Problem details: Using the data that follows, report how many lines include "SubmissionState"; output no other text.

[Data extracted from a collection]
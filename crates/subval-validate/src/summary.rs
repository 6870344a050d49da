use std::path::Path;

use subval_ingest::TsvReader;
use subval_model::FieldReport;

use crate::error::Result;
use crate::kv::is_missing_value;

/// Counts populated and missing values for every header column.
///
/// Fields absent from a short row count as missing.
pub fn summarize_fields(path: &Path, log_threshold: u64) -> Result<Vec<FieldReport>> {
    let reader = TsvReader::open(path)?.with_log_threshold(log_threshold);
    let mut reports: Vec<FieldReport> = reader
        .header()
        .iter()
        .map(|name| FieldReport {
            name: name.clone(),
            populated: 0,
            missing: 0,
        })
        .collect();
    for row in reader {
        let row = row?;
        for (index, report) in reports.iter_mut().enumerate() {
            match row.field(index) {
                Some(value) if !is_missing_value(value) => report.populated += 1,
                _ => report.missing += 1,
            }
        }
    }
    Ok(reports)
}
...
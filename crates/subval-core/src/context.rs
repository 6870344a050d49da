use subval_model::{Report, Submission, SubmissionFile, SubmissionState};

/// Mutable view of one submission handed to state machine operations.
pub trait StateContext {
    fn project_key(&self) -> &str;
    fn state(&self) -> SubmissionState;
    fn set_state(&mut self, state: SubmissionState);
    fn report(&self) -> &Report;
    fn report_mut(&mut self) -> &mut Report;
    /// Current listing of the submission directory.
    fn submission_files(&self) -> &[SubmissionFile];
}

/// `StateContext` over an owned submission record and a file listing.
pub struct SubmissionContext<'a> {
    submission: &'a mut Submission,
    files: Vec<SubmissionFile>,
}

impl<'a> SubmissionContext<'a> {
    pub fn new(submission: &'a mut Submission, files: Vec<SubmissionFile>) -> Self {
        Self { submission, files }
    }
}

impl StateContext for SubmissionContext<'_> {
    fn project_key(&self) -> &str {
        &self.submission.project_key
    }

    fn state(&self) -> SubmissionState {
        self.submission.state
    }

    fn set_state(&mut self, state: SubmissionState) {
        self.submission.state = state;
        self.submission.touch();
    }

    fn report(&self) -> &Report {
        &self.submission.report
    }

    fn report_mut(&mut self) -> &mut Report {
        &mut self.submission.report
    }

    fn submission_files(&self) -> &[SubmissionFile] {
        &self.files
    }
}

Solution to the exercise: 5